◆ **Data provided**:
+ + +

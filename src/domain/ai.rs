/// Monkey AI: patrol walking with edge avoidance, and banana timing.
///
/// A monkey walks at a fixed speed in its facing direction. It turns
/// around when
///   1. it is grounded and its leading edge would step past every
///      platform under its feet, or
///   2. it has walked the current patrol distance.
///
/// Each turn-around resets the distance walked and advances the patrol
/// index (wrapping). An empty patrol list never turns on distance.

use super::collision::{floor_at, land, Contact};
use super::entity::{Monkey, MonkeyKind, Platform};
use super::physics::{integrate, PhysicsParams};

#[derive(Clone, Copy, PartialEq, Debug)]
pub struct PatrolRules {
    pub speed: f64,
    pub physics: PhysicsParams,
    /// Vertical slack when probing for floor and when landing.
    pub tolerance: f64,
}

fn turn_around(m: &mut Monkey) {
    m.facing = m.facing.reversed();
    m.travelled = 0.0;
    if !m.patrol.is_empty() {
        m.patrol_index = (m.patrol_index + 1) % m.patrol.len();
    }
}

/// Would the next step put the leading edge over empty space?
fn at_edge(m: &Monkey, platforms: &[Platform], speed: f64, tolerance: f64) -> bool {
    let sign = m.facing.sign();
    let lead = m.body.x + sign * (m.body.half_width() + speed);
    !floor_at(lead, m.body.bottom(), platforms, tolerance)
}

/// Advance one monkey by one frame.
pub fn patrol(m: &mut Monkey, platforms: &[Platform], rules: &PatrolRules) -> Contact {
    if m.destroyed {
        return Contact::Airborne;
    }

    if m.motion.grounded && at_edge(m, platforms, rules.speed, rules.tolerance) {
        turn_around(m);
    }

    m.motion.vx = m.facing.sign() * rules.speed;
    integrate(m, rules.physics);
    m.travelled += m.motion.vx.abs();

    if let Some(&limit) = m.patrol.get(m.patrol_index) {
        if m.travelled >= limit {
            turn_around(m);
        }
    }

    land(m, platforms, rules.tolerance, false)
}

/// Count down the banana timer of an intelligent monkey.
/// Returns true on the frame a banana should be thrown; the timer restarts.
pub fn ready_to_throw(m: &mut Monkey, interval: u32) -> bool {
    if m.destroyed {
        return false;
    }
    match &mut m.kind {
        MonkeyKind::Normal => false,
        MonkeyKind::Intelligent { banana_cooldown } => {
            *banana_cooldown = banana_cooldown.saturating_sub(1);
            if *banana_cooldown == 0 {
                *banana_cooldown = interval;
                true
            } else {
                false
            }
        }
    }
}

#[cfg(test)]
mod tests {
    use super::*;
    use crate::domain::entity::Facing;
    use crate::domain::geometry::Size;

    const MONKEY: Size = Size::new(32.0, 32.0);

    fn rules() -> PatrolRules {
        PatrolRules { speed: 0.5, physics: PhysicsParams::new(0.4, 5.0), tolerance: 5.0 }
    }

    fn floor(left: f64, right: f64, top: f64) -> Platform {
        let w = right - left;
        Platform::new(left + w / 2.0, top + 8.0, Size::new(w, 16.0))
    }

    fn grounded_monkey(x: f64, facing: Facing, patrol: Vec<f64>) -> Monkey {
        let mut m = Monkey::new(MonkeyKind::Normal, x, 400.0 - 16.0, MONKEY, facing, patrol);
        m.motion.grounded = true;
        m
    }

    #[test]
    fn turns_after_patrol_distance() {
        let platforms = vec![floor(0.0, 1000.0, 400.0)];
        let mut m = grounded_monkey(500.0, Facing::Right, vec![10.0, 4.0]);
        let r = rules();

        for _ in 0..20 {
            patrol(&mut m, &platforms, &r);
        }
        assert_eq!(m.facing, Facing::Left);
        assert_eq!(m.patrol_index, 1);
        assert_eq!(m.body.x, 510.0);

        for _ in 0..8 {
            patrol(&mut m, &platforms, &r);
        }
        // Second leg is 4 px, then the list wraps.
        assert_eq!(m.facing, Facing::Right);
        assert_eq!(m.patrol_index, 0);
        assert_eq!(m.body.x, 506.0);
    }

    #[test]
    fn empty_patrol_never_turns_on_distance() {
        let platforms = vec![floor(0.0, 1000.0, 400.0)];
        let mut m = grounded_monkey(100.0, Facing::Right, Vec::new());
        for _ in 0..400 {
            patrol(&mut m, &platforms, &rules());
        }
        assert_eq!(m.facing, Facing::Right);
        assert_eq!(m.body.x, 300.0);
    }

    #[test]
    fn turns_at_platform_edge() {
        let platforms = vec![floor(0.0, 200.0, 400.0)];
        let mut m = grounded_monkey(180.0, Facing::Right, vec![1000.0]);
        for _ in 0..20 {
            patrol(&mut m, &platforms, &rules());
        }
        assert_eq!(m.facing, Facing::Left);
        assert!(m.body.right() <= 200.0);
        assert!(m.motion.grounded);
    }

    #[test]
    fn walks_across_adjacent_segments() {
        let platforms = vec![floor(0.0, 128.0, 400.0), floor(128.0, 256.0, 400.0)];
        let mut m = grounded_monkey(100.0, Facing::Right, Vec::new());
        for _ in 0..100 {
            patrol(&mut m, &platforms, &rules());
        }
        assert_eq!(m.facing, Facing::Right);
        assert_eq!(m.body.x, 150.0);
    }

    #[test]
    fn airborne_monkey_falls_and_lands() {
        let platforms = vec![floor(0.0, 1000.0, 400.0)];
        let mut m = Monkey::new(MonkeyKind::Normal, 500.0, 300.0, MONKEY, Facing::Left, Vec::new());
        let mut landed = false;
        for _ in 0..100 {
            if let Contact::Landed(_) = patrol(&mut m, &platforms, &rules()) {
                landed = true;
            }
        }
        assert!(landed);
        assert_eq!(m.body.bottom(), 400.0);
    }

    #[test]
    fn banana_timer_counts_frames() {
        let mut m = Monkey::new(
            MonkeyKind::Intelligent { banana_cooldown: 300 },
            0.0, 0.0, MONKEY, Facing::Left, Vec::new(),
        );
        let throws: Vec<usize> = (1..=900).filter(|_| ready_to_throw(&mut m, 300)).collect();
        assert_eq!(throws, vec![300, 600, 900]);
    }

    #[test]
    fn normal_monkeys_never_throw() {
        let mut m = grounded_monkey(0.0, Facing::Left, Vec::new());
        assert!((0..1000).all(|_| !ready_to_throw(&mut m, 300)));
    }
}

+ + +

◆ **Your instructions**:
For the material above, state the number of lines that include the word "bool". Leave out everything else.

◆ **Written response**:
2